# [Work task]
Starting at the line below holding "assert_eq!(r1.bytes_out, 100);" and stopping at the line holding "the same group.", print every line exactly, both ends included, and leave the rest out.

◆ ◆ ◆

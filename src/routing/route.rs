//! Route definitions.
//!
//! This module defines the route record shape supplied verbatim by the
//! external route source. All types derive Serde traits; the engine treats
//! loaded routes as immutable snapshots — an update replaces the indexed
//! entry, it never mutates fields in place.

use std::collections::HashMap;

use serde::{Deserialize, Serialize};

/// How a matched request is handled.
#[derive(Debug, Clone, Copy, PartialEq, Eq, Serialize, Deserialize)]
#[serde(rename_all = "lowercase")]
pub enum RouteType {
    /// Forward to the upstream target.
    Proxy,
    /// Synthesize a redirect to the target, no outbound call.
    Redirect,
    /// Invoke a registered in-process handler.
    Function,
    /// Return a statically configured response.
    Mock,
    /// Fire-and-forget delivery to the target, acknowledge immediately.
    Webhook,
}

/// Administrative lifecycle state. Only `Active` routes match traffic.
#[derive(Debug, Clone, Copy, PartialEq, Eq, Serialize, Deserialize)]
#[serde(rename_all = "lowercase")]
pub enum RouteStatus {
    Active,
    Inactive,
    Maintenance,
    Deprecated,
}

/// HTTP verbs a route accepts: an explicit set, or every verb.
#[derive(Debug, Clone, PartialEq, Eq, Serialize, Deserialize)]
#[serde(untagged)]
pub enum MethodSet {
    /// The literal string "ALL".
    All(AllMethods),
    /// Explicit verb list, matched case-insensitively.
    List(Vec<String>),
}

/// Marker for the "ALL" wildcard (kept as its own type so the untagged
/// serde representation round-trips the literal string).
#[derive(Debug, Clone, Copy, PartialEq, Eq, Serialize, Deserialize)]
pub enum AllMethods {
    #[serde(rename = "ALL")]
    All,
}

impl MethodSet {
    pub fn all() -> Self {
        MethodSet::All(AllMethods::All)
    }

    pub fn of(methods: &[&str]) -> Self {
        MethodSet::List(methods.iter().map(|m| m.to_uppercase()).collect())
    }

    pub fn contains(&self, method: &str) -> bool {
        match self {
            MethodSet::All(_) => true,
            MethodSet::List(list) => list.iter().any(|m| m.eq_ignore_ascii_case(method)),
        }
    }
}

impl Default for MethodSet {
    fn default() -> Self {
        MethodSet::all()
    }
}

/// Circuit breaker thresholds for a route.
#[derive(Debug, Clone, Serialize, Deserialize)]
#[serde(default)]
pub struct BreakerPolicy {
    /// Consecutive failures before the breaker opens.
    pub threshold: u32,

    /// Time the breaker stays open before admitting a trial call, in ms.
    pub reset_timeout_ms: u64,
}

impl Default for BreakerPolicy {
    fn default() -> Self {
        Self {
            threshold: 5,
            reset_timeout_ms: 30_000,
        }
    }
}

/// Response caching policy.
#[derive(Debug, Clone, Serialize, Deserialize)]
#[serde(default)]
pub struct CachePolicy {
    /// Time-to-live for stored responses, in seconds.
    pub ttl_secs: u64,

    /// Header names (lowercase) whose values participate in the cache key.
    pub vary_by: Vec<String>,
}

impl Default for CachePolicy {
    fn default() -> Self {
        Self {
            ttl_secs: 300,
            vary_by: Vec::new(),
        }
    }
}

/// Fixed-window rate limit policy.
#[derive(Debug, Clone, Serialize, Deserialize)]
#[serde(default)]
pub struct RateLimitPolicy {
    /// Maximum admitted requests per window.
    pub limit: u32,

    /// Window length in milliseconds.
    pub window_ms: u64,

    /// Key windows by caller identity in addition to route id.
    pub per_caller: bool,

    /// Refund the window slot once the response succeeded (<400).
    pub skip_successful_requests: bool,

    /// Refund the window slot once the response failed (>=400 or error).
    pub skip_failed_requests: bool,
}

impl Default for RateLimitPolicy {
    fn default() -> Self {
        Self {
            limit: 100,
            window_ms: 60_000,
            per_caller: false,
            skip_successful_requests: false,
            skip_failed_requests: false,
        }
    }
}

/// Authentication requirement for a route.
#[derive(Debug, Clone, Default, Serialize, Deserialize)]
#[serde(default)]
pub struct AuthPolicy {
    /// Reject requests without a resolved principal.
    pub required: bool,

    /// Roles of which the principal must hold at least one.
    pub roles: Vec<String>,

    /// Scopes of which the principal must hold at least one.
    pub scopes: Vec<String>,
}

/// Named transformer references, resolved at route registration.
#[derive(Debug, Clone, Default, Serialize, Deserialize)]
#[serde(default)]
pub struct TransformRefs {
    pub request: Option<String>,
    pub response: Option<String>,
}

/// Active health-check policy for a route's target.
#[derive(Debug, Clone, Serialize, Deserialize)]
#[serde(default)]
pub struct HealthCheckPolicy {
    /// Path probed on the target.
    pub path: String,

    /// Probe interval in seconds.
    pub interval_secs: u64,

    /// Per-probe timeout in seconds.
    pub timeout_secs: u64,
}

impl Default for HealthCheckPolicy {
    fn default() -> Self {
        Self {
            path: "/health".to_string(),
            interval_secs: 10,
            timeout_secs: 5,
        }
    }
}

/// Static response for Mock routes.
#[derive(Debug, Clone, Serialize, Deserialize)]
#[serde(default)]
pub struct MockPolicy {
    pub status: u16,
    pub headers: HashMap<String, String>,
    pub body: String,
}

impl Default for MockPolicy {
    fn default() -> Self {
        Self {
            status: 200,
            headers: HashMap::new(),
            body: String::new(),
        }
    }
}

/// Per-route configuration bundle.
#[derive(Debug, Clone, Serialize, Deserialize)]
#[serde(default)]
pub struct RouteSettings {
    /// Static headers injected into the upstream request.
    pub headers: HashMap<String, String>,

    /// Static query parameters merged into the upstream URL (route wins).
    pub query: HashMap<String, String>,

    /// Upstream call timeout in milliseconds.
    pub timeout_ms: u64,

    /// Retry attempts after the first upstream failure (0 = no retry).
    pub retries: u32,

    /// Circuit breaker thresholds; absent = breaker disabled.
    pub breaker: Option<BreakerPolicy>,

    /// Response caching; absent = caching disabled.
    pub cache: Option<CachePolicy>,

    /// Rate limiting; absent = unlimited.
    pub rate_limit: Option<RateLimitPolicy>,

    /// Authentication requirement; absent = anonymous allowed.
    pub auth: Option<AuthPolicy>,

    /// Request/response transformer references.
    pub transforms: TransformRefs,

    /// Active health checking; absent = never probed.
    pub health_check: Option<HealthCheckPolicy>,

    /// Static response for Mock routes.
    pub mock: Option<MockPolicy>,

    /// Status used by Redirect routes.
    pub redirect_status: u16,
}

impl Default for RouteSettings {
    fn default() -> Self {
        Self {
            headers: HashMap::new(),
            query: HashMap::new(),
            timeout_ms: 30_000,
            retries: 0,
            breaker: None,
            cache: None,
            rate_limit: None,
            auth: None,
            transforms: TransformRefs::default(),
            health_check: None,
            mock: None,
            redirect_status: 302,
        }
    }
}

/// A routing rule, loaded from the external route source.
#[derive(Debug, Clone, Serialize, Deserialize)]
pub struct Route {
    /// Unique route identifier.
    pub id: String,

    /// Owning tenant; `None` means the route is global.
    #[serde(default)]
    pub tenant_id: Option<String>,

    /// Human-readable name for logging/metrics.
    pub name: String,

    /// Handling strategy.
    #[serde(rename = "type")]
    pub kind: RouteType,

    /// Accepted HTTP verbs.
    #[serde(default)]
    pub methods: MethodSet,

    /// Path template: literal segments, `:name` params, optional trailing `*`.
    pub path: String,

    /// Upstream base reference (Proxy/Webhook/Redirect) or handler hint.
    pub target: String,

    /// Lifecycle state; only Active routes match.
    #[serde(default = "default_status")]
    pub status: RouteStatus,

    /// Higher priority wins among routes matching the same request.
    #[serde(default)]
    pub priority: i32,

    /// Per-route configuration bundle.
    #[serde(default)]
    pub config: RouteSettings,
}

fn default_status() -> RouteStatus {
    RouteStatus::Active
}

impl Route {
    /// Minimal active route, used heavily by tests.
    pub fn new(id: impl Into<String>, kind: RouteType, path: impl Into<String>, target: impl Into<String>) -> Self {
        let id = id.into();
        Self {
            name: id.clone(),
            id,
            tenant_id: None,
            kind,
            methods: MethodSet::all(),
            path: path.into(),
            target: target.into(),
            status: RouteStatus::Active,
            priority: 0,
            config: RouteSettings::default(),
        }
    }

    /// Does this route accept requests from the given tenant?
    /// Global routes (no tenant id) accept any tenant.
    pub fn accepts_tenant(&self, tenant: Option<&str>) -> bool {
        match &self.tenant_id {
            None => true,
            Some(own) => tenant == Some(own.as_str()),
        }
    }
}
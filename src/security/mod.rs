//! Request admission gates: authentication enforcement and rate limiting.

pub mod access_control;
pub mod rate_limit;

pub use rate_limit::RateLimiterRegistry;
//! Inbound HTTP adapter.
//!
//! # Responsibilities
//! - Convert inbound axum requests into `RequestContext` values
//! - Hand them to the dispatch pipeline
//! - Render `ResponseContext`/`GatewayError` back to HTTP
//!
//! Principal resolution is external: whatever middleware authenticated
//! the caller is expected to insert a `Principal` into the request
//! extensions before this handler runs. Tenant scope falls back to the
//! `x-tenant-id` header for unauthenticated traffic.

use std::sync::Arc;
use std::time::Duration;

use axum::{
    body::Body,
    extract::State,
    http::{Request, StatusCode},
    response::{IntoResponse, Response},
    routing::any,
    Router,
};
use tokio::net::TcpListener;
use tower_http::{timeout::TimeoutLayer, trace::TraceLayer};

use crate::config::EngineConfig;
use crate::context::{Principal, RequestContext, ResponseContext};
use crate::dispatch::Dispatcher;
use crate::error::GatewayError;

const MAX_BODY_BYTES: usize = 2 * 1024 * 1024;

/// Application state injected into handlers.
#[derive(Clone)]
pub struct AppState {
    pub dispatcher: Arc<Dispatcher>,
}

/// HTTP server fronting the dispatch engine.
pub struct GatewayServer {
    router: Router,
    config: EngineConfig,
}

impl GatewayServer {
    pub fn new(config: EngineConfig, dispatcher: Arc<Dispatcher>) -> Self {
        let state = AppState { dispatcher };
        let router = Router::new()
            .route("/{*path}", any(gateway_handler))
            .route("/", any(gateway_handler))
            .with_state(state)
            .layer(TimeoutLayer::with_status_code(
                StatusCode::REQUEST_TIMEOUT,
                Duration::from_secs(config.listener.request_timeout_secs),
            ))
            .layer(TraceLayer::new_for_http());
        Self { router, config }
    }

    /// Serve until a shutdown signal arrives.
    pub async fn run(self, listener: TcpListener) -> Result<(), std::io::Error> {
        let addr = listener.local_addr()?;
        tracing::info!(address = %addr, "Gateway server starting");

        axum::serve(listener, self.router)
            .with_graceful_shutdown(shutdown_signal())
            .await?;

        tracing::info!("Gateway server stopped");
        Ok(())
    }

    pub fn config(&self) -> &EngineConfig {
        &self.config
    }
}

async fn gateway_handler(State(state): State<AppState>, request: Request<Body>) -> Response {
    let ctx = match build_context(request).await {
        Ok(ctx) => ctx,
        Err(response) => return response,
    };

    match state.dispatcher.dispatch(ctx).await {
        Ok(resp) => render_response(resp),
        Err(err) => render_error(err),
    }
}

async fn build_context(request: Request<Body>) -> Result<RequestContext, Response> {
    let (parts, body) = request.into_parts();

    let mut ctx = RequestContext::new(parts.method.as_str(), parts.uri.path());
    for (name, value) in parts.headers.iter() {
        if let Ok(value) = value.to_str() {
            ctx.headers
                .insert(name.as_str().to_lowercase(), value.to_string());
        }
    }
    if let Some(query) = parts.uri.query() {
        for (k, v) in url::form_urlencoded::parse(query.as_bytes()) {
            ctx.query.insert(k.into_owned(), v.into_owned());
        }
    }

    if let Some(principal) = parts.extensions.get::<Principal>() {
        ctx = ctx.with_principal(principal.clone());
    } else if let Some(tenant) = ctx.header("x-tenant-id").map(str::to_string) {
        ctx = ctx.with_tenant(tenant);
    }

    let bytes = axum::body::to_bytes(body, MAX_BODY_BYTES)
        .await
        .map_err(|_| {
            (axum::http::StatusCode::PAYLOAD_TOO_LARGE, "Request body too large").into_response()
        })?;
    if !bytes.is_empty() {
        ctx = ctx.with_body(bytes);
    }

    Ok(ctx)
}

fn render_response(resp: ResponseContext) -> Response {
    let mut builder = axum::http::Response::builder().status(resp.status);
    if let Some(headers) = builder.headers_mut() {
        for (name, value) in &resp.headers {
            if let (Ok(name), Ok(value)) = (
                name.parse::<axum::http::HeaderName>(),
                value.parse::<axum::http::HeaderValue>(),
            ) {
                headers.insert(name, value);
            }
        }
        if resp.cached {
            headers.insert("x-cache", axum::http::HeaderValue::from_static("HIT"));
        }
    }
    let body = match resp.body {
        Some(bytes) => Body::from(bytes),
        None => Body::empty(),
    };
    builder.body(body).unwrap_or_else(|_| {
        (axum::http::StatusCode::INTERNAL_SERVER_ERROR, "Invalid upstream response")
            .into_response()
    })
}

fn render_error(err: GatewayError) -> Response {
    let status = axum::http::StatusCode::from_u16(err.status_code())
        .unwrap_or(axum::http::StatusCode::INTERNAL_SERVER_ERROR);
    (status, err.to_string()).into_response()
}

/// Wait for shutdown signal (Ctrl+C).
async fn shutdown_signal() {
    if tokio::signal::ctrl_c().await.is_err() {
        tracing::error!("Failed to install Ctrl+C handler");
        return;
    }
    tracing::info!("Shutdown signal received");
}
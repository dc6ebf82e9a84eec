//! Metrics collection and exposition.
//!
//! # Metrics
//! - `gateway_requests_total` (counter): requests by method, status, route
//! - `gateway_request_duration_seconds` (histogram): latency distribution
//! - `gateway_cache_hits_total` (counter): cache adapter hits
//! - `gateway_rate_limited_total` (counter): rejected by the limiter
//! - `gateway_breaker_opened_total` (counter): breaker open transitions
//! - `gateway_route_health` (gauge): 1=healthy, 0=unhealthy
//!
//! # Design Decisions
//! - Exposition goes through the `metrics` facade; the Prometheus
//!   exporter is installed by the binary only
//! - A per-route in-process aggregate backs the periodic telemetry
//!   snapshots independently of the exporter

use std::net::SocketAddr;
use std::time::{Duration, Instant};

use dashmap::DashMap;
use metrics_exporter_prometheus::PrometheusBuilder;
use serde::Serialize;

/// Install the Prometheus exporter on `addr`. Called once at startup by
/// the binary; failures are logged and metrics become no-ops.
pub fn init_metrics(addr: SocketAddr) {
    match PrometheusBuilder::new().with_http_listener(addr).install() {
        Ok(()) => tracing::info!(address = %addr, "Metrics exporter listening"),
        Err(e) => tracing::error!(error = %e, "Failed to install metrics exporter"),
    }
}

/// Record one dispatched request against both the exporter and the
/// in-process aggregate.
pub fn record_request(
    aggregate: &MetricsAggregate,
    route_id: &str,
    method: &str,
    status: u16,
    duration: Duration,
    size: usize,
) {
    metrics::counter!(
        "gateway_requests_total",
        "route" => route_id.to_string(),
        "method" => method.to_string(),
        "status" => status.to_string(),
    )
    .increment(1);
    metrics::histogram!(
        "gateway_request_duration_seconds",
        "route" => route_id.to_string(),
    )
    .record(duration.as_secs_f64());

    aggregate.record(route_id, status, duration, size);
}

#[derive(Debug, Default, Clone, Serialize)]
pub struct RouteStats {
    pub requests: u64,
    pub failures: u64,
    pub total_duration_ms: u64,
    pub bytes_out: u64,
}

/// Periodic metrics snapshot handed to the telemetry sink.
#[derive(Debug, Clone, Serialize)]
pub struct MetricsSnapshot {
    pub uptime_secs: u64,
    pub routes: Vec<(String, RouteStats)>,
}

/// Per-route aggregate counters, shared between the request path and the
/// metrics-collection task.
pub struct MetricsAggregate {
    stats: DashMap<String, RouteStats>,
    started_at: Instant,
}

impl Default for MetricsAggregate {
    fn default() -> Self {
        Self {
            stats: DashMap::new(),
            started_at: Instant::now(),
        }
    }
}

impl MetricsAggregate {
    pub fn new() -> Self {
        Self::default()
    }

    pub fn record(&self, route_id: &str, status: u16, duration: Duration, size: usize) {
        let mut entry = self.stats.entry(route_id.to_string()).or_default();
        entry.requests += 1;
        if status >= 400 {
            entry.failures += 1;
        }
        entry.total_duration_ms += duration.as_millis() as u64;
        entry.bytes_out += size as u64;
    }

    pub fn snapshot(&self) -> MetricsSnapshot {
        MetricsSnapshot {
            uptime_secs: self.started_at.elapsed().as_secs(),
            routes: self
                .stats
                .iter()
                .map(|r| (r.key().clone(), r.value().clone()))
                .collect(),
        }
    }

    pub fn route_stats(&self, route_id: &str) -> Option<RouteStats> {
        self.stats.get(route_id).map(|r| r.value().clone())
    }
}

#[cfg(test)]
mod tests {
    use super::*;

    #[test]
    fn test_aggregate_counts() {
        let agg = MetricsAggregate::new();
        agg.record("r1", 200, Duration::from_millis(10), 100);
        agg.record("r1", 502, Duration::from_millis(20), 0);
        agg.record("r2", 200, Duration::from_millis(5), 50);

        let r1 = agg.route_stats("r1").unwrap();
        assert_eq!(r1.requests, 2);
        assert_eq!(r1.failures, 1);
        assert_eq!(r1.total_duration_ms, 30);
        assert_eq!(r1.bytes_out, 100);

        let snap = agg.snapshot();
        assert_eq!(snap.routes.len(), 2);
    }
}
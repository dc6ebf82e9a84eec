//! Inbound HTTP surface.

pub mod server;

pub use server::GatewayServer;
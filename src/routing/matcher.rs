//! Route template matching.
//!
//! # Responsibilities
//! - Match request paths against route templates
//! - Extract `:param` bindings and wildcard remainders
//! - Derive the coarse pattern-group key used by the registry index
//!
//! # Design Decisions
//! - Purely structural and stateless; identical inputs always match
//!   identically (cache-key derivation depends on this)
//! - `:name` template segments match exactly one path segment
//! - A trailing `*` matches any remainder, including an empty one
//! - No regex to guarantee O(n) matching

use std::collections::HashMap;

fn segments(path: &str) -> Vec<&str> {
    path.split('/').filter(|s| !s.is_empty()).collect()
}

/// Normalize a route template into its pattern-group key: every `:param`
/// segment collapses to `*` so templates that differ only in parameter
/// names index into the same group.
pub fn pattern_group(template: &str) -> String {
    let parts: Vec<&str> = segments(template)
        .into_iter()
        .map(|s| if s.starts_with(':') { "*" } else { s })
        .collect();
    format!("/{}", parts.join("/"))
}

/// Coarse pre-filter: does `path` fall into the pattern group `group_key`?
/// Group keys contain only literal segments and `*` (one segment each),
/// with an optional trailing `*` covering the rest of the path.
pub fn matches_pattern(path: &str, group_key: &str) -> bool {
    let path_segs = segments(path);
    let key_segs = segments(group_key);

    if key_segs.last() == Some(&"*") {
        let prefix = &key_segs[..key_segs.len() - 1];
        if path_segs.len() < prefix.len() {
            return false;
        }
        return prefix
            .iter()
            .zip(path_segs.iter())
            .all(|(k, p)| *k == "*" || k == p);
    }

    if path_segs.len() != key_segs.len() {
        return false;
    }
    key_segs
        .iter()
        .zip(path_segs.iter())
        .all(|(k, p)| *k == "*" || k == p)
}

/// Exact template match: `:param` segments match any single segment, a
/// trailing `*` matches any remainder, literals must match exactly.
pub fn matches_path(path: &str, template: &str) -> bool {
    let path_segs = segments(path);
    let tmpl_segs = segments(template);

    if tmpl_segs.last() == Some(&"*") {
        let prefix = &tmpl_segs[..tmpl_segs.len() - 1];
        if path_segs.len() < prefix.len() {
            return false;
        }
        return prefix
            .iter()
            .zip(path_segs.iter())
            .all(|(t, p)| t.starts_with(':') || t == p);
    }

    if path_segs.len() != tmpl_segs.len() {
        return false;
    }
    tmpl_segs
        .iter()
        .zip(path_segs.iter())
        .all(|(t, p)| t.starts_with(':') || t == p)
}

/// Collect `:name → value` bindings by walking both segment lists in
/// lockstep. Assumes `matches_path` already succeeded.
pub fn extract_path_params(path: &str, template: &str) -> HashMap<String, String> {
    let path_segs = segments(path);
    let tmpl_segs = segments(template);

    tmpl_segs
        .iter()
        .zip(path_segs.iter())
        .filter(|(t, _)| t.starts_with(':'))
        .map(|(t, p)| (t[1..].to_string(), p.to_string()))
        .collect()
}

/// The path suffix covered by a trailing `*`, joined with `/`. Returns
/// `None` for templates without a trailing wildcard.
pub fn wildcard_remainder(path: &str, template: &str) -> Option<String> {
    let tmpl_segs = segments(template);
    if tmpl_segs.last() != Some(&"*") {
        return None;
    }
    let prefix_len = tmpl_segs.len() - 1;
    let path_segs = segments(path);
    Some(path_segs[prefix_len.min(path_segs.len())..].join("/"))
}
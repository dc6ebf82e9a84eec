//! Proxy-route dispatch: target URL construction and the retrying
//! upstream call.
//!
//! # Design Decisions
//! - Route-level static query parameters and headers override the
//!   request's own on conflict
//! - Retries are sequential with jittered exponential backoff, and only
//!   for idempotent methods; a route configured with zero retries gets
//!   exactly one attempt
//! - Upstream responses pass through with their own status; only
//!   connection-class failures and timeouts become errors

use std::collections::BTreeMap;
use std::collections::HashMap;

use url::Url;

use crate::context::{RequestContext, ResponseContext};
use crate::error::{GatewayError, GatewayResult};
use crate::resilience::backoff::calculate_backoff;
use crate::resilience::retries::is_retryable;
use crate::routing::matcher;
use crate::routing::route::Route;
use crate::upstream::{UpstreamClient, UpstreamFailure, UpstreamRequest};

const RETRY_BASE_DELAY_MS: u64 = 100;
const RETRY_MAX_DELAY_MS: u64 = 2_000;

/// Build the upstream URL for a proxy dispatch: substitute `:param`
/// bindings into the target path, append the wildcard remainder, and
/// merge query parameters (route statics win).
pub fn build_target_url(route: &Route, ctx: &RequestContext) -> GatewayResult<String> {
    let mut url = Url::parse(&route.target).map_err(|e| GatewayError::InvalidRouteType {
        route_id: route.id.clone(),
        message: format!("invalid target '{}': {e}", route.target),
    })?;

    let mut path = url.path().to_string();
    for (name, value) in &ctx.path_params {
        path = path.replace(&format!(":{name}"), value);
    }
    if let Some(remainder) = matcher::wildcard_remainder(&ctx.path, &route.path) {
        if !remainder.is_empty() {
            path = format!("{}/{}", path.trim_end_matches('/'), remainder);
        }
    }
    url.set_path(&path);

    // BTreeMap keeps the merged query deterministic.
    let mut query: BTreeMap<&str, &str> = ctx
        .query
        .iter()
        .map(|(k, v)| (k.as_str(), v.as_str()))
        .collect();
    for (k, v) in &route.config.query {
        query.insert(k.as_str(), v.as_str());
    }
    if !query.is_empty() {
        let mut pairs = url.query_pairs_mut();
        pairs.clear();
        for (k, v) in query {
            pairs.append_pair(k, v);
        }
    }

    Ok(url.to_string())
}

/// Merge the inbound headers with the route's static injections. The host
/// header is dropped so the client derives it from the target URL.
pub fn merge_headers(route: &Route, ctx: &RequestContext) -> HashMap<String, String> {
    let mut headers = ctx.headers.clone();
    headers.remove("host");
    for (name, value) in &route.config.headers {
        headers.insert(name.to_lowercase(), value.clone());
    }
    headers
}

/// Dispatch to the upstream with the route's timeout and retry budget.
pub async fn dispatch(
    client: &dyn UpstreamClient,
    route: &Route,
    ctx: &RequestContext,
    body: Option<axum::body::Bytes>,
) -> GatewayResult<ResponseContext> {
    let url = build_target_url(route, ctx)?;
    let headers = merge_headers(route, ctx);
    let timeout = std::time::Duration::from_millis(route.config.timeout_ms);
    let max_attempts = route.config.retries + 1;

    let mut attempt = 0u32;
    loop {
        attempt += 1;
        let request = UpstreamRequest {
            method: ctx.method.clone(),
            url: url.clone(),
            headers: headers.clone(),
            body: body.clone(),
            timeout,
        };

        match client.send(request).await {
            Ok(response) => {
                if attempt < max_attempts && is_retryable(&ctx.method, Some(response.status)) {
                    let delay = calculate_backoff(attempt, RETRY_BASE_DELAY_MS, RETRY_MAX_DELAY_MS);
                    tracing::info!(
                        route_id = %route.id,
                        attempt,
                        status = response.status,
                        delay_ms = delay.as_millis() as u64,
                        "Retrying upstream request"
                    );
                    tokio::time::sleep(delay).await;
                    continue;
                }

                let mut resp = ResponseContext::new(response.status);
                resp.headers = response.headers;
                if !response.body.is_empty() {
                    resp = resp.with_body(response.body);
                }
                return Ok(resp);
            }
            Err(failure) => {
                if attempt < max_attempts && is_retryable(&ctx.method, None) {
                    let delay = calculate_backoff(attempt, RETRY_BASE_DELAY_MS, RETRY_MAX_DELAY_MS);
                    tracing::info!(
                        route_id = %route.id,
                        attempt,
                        failure = ?failure,
                        delay_ms = delay.as_millis() as u64,
                        "Retrying after upstream failure"
                    );
                    tokio::time::sleep(delay).await;
                    continue;
                }
                return Err(match failure {
                    UpstreamFailure::Timeout => GatewayError::UpstreamTimeout {
                        route_id: route.id.clone(),
                        timeout_ms: route.config.timeout_ms,
                    },
                    UpstreamFailure::Connection(message) => GatewayError::UpstreamError {
                        route_id: route.id.clone(),
                        message,
                    },
                });
            }
        }
    }
}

◆ ◆ ◆

# [Solution to this problem]
        assert_eq!(r1.bytes_out, 100);

        let snap = agg.snapshot();
        assert_eq!(snap.routes.len(), 2);
    }
}
repository dc6ebf82e9a84eec
//! Inbound HTTP surface.

pub mod server;

pub use server::GatewayServer;
filename src/routing/matcher.rs
//! Route template matching.
//!
//! # Responsibilities
//! - Match request paths against route templates
//! - Extract `:param` bindings and wildcard remainders
//! - Derive the coarse pattern-group key used by the registry index
//!
//! # Design Decisions
//! - Purely structural and stateless; identical inputs always match
//!   identically (cache-key derivation depends on this)
//! - `:name` template segments match exactly one path segment
//! - A trailing `*` matches any remainder, including an empty one
//! - No regex to guarantee O(n) matching

use std::collections::HashMap;

fn segments(path: &str) -> Vec<&str> {
    path.split('/').filter(|s| !s.is_empty()).collect()
}

/// Normalize a route template into its pattern-group key: every `:param`
/// segment collapses to `*` so templates that differ only in parameter
/// names index into the same group.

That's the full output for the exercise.